YOUR GOAL: In the records that follow, locate every line with "Latest" and extract it.

MATERIAL TO PROCESS:

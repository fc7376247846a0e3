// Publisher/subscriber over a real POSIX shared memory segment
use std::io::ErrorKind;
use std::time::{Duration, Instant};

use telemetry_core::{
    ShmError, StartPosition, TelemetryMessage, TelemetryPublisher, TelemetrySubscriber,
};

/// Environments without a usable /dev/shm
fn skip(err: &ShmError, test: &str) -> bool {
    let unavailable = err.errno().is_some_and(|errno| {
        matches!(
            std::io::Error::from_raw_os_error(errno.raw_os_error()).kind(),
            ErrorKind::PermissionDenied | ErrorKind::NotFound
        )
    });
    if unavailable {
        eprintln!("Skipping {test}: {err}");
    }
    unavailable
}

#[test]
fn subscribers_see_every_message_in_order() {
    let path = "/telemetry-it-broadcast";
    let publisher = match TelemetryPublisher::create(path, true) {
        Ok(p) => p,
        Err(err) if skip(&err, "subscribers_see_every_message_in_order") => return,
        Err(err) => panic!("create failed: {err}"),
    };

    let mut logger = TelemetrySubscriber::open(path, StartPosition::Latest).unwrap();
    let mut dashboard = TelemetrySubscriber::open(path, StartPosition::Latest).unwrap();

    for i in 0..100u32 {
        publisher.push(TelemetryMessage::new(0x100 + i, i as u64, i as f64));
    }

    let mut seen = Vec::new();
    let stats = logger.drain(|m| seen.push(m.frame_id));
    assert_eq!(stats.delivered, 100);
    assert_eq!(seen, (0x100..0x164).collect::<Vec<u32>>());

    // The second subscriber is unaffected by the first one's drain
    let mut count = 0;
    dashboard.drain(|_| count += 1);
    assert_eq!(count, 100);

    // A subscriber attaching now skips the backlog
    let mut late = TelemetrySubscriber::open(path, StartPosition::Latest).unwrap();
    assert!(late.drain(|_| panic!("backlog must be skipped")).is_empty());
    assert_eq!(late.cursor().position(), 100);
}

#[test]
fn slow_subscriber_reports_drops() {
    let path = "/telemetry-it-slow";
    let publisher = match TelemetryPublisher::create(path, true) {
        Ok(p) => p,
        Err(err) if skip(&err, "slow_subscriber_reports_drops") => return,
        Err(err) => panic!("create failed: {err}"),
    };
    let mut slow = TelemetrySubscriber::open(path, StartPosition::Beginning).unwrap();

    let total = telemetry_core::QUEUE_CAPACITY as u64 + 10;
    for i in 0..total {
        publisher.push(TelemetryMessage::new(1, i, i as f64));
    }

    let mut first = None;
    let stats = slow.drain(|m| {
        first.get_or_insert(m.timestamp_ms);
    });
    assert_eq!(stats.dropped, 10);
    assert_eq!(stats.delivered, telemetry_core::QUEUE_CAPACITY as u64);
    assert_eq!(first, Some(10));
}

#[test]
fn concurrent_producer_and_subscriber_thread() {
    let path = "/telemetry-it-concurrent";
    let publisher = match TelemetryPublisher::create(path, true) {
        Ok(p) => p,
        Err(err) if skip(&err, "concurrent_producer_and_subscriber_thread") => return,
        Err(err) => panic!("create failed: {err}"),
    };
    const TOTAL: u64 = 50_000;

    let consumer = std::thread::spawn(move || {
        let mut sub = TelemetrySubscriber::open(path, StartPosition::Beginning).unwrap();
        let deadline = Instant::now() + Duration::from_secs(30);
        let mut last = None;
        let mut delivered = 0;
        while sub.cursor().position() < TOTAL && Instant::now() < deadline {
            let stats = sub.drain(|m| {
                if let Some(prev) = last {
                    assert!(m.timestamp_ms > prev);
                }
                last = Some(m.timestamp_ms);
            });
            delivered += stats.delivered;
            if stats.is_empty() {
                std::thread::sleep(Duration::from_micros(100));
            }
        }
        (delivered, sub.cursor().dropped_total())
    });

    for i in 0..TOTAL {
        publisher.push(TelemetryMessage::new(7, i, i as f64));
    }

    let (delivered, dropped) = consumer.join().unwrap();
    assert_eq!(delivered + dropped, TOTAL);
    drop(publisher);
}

RESULT OF THE TASK:
    let mut logger = TelemetrySubscriber::open(path, StartPosition::Latest).unwrap();
    let mut dashboard = TelemetrySubscriber::open(path, StartPosition::Latest).unwrap();
    let mut late = TelemetrySubscriber::open(path, StartPosition::Latest).unwrap();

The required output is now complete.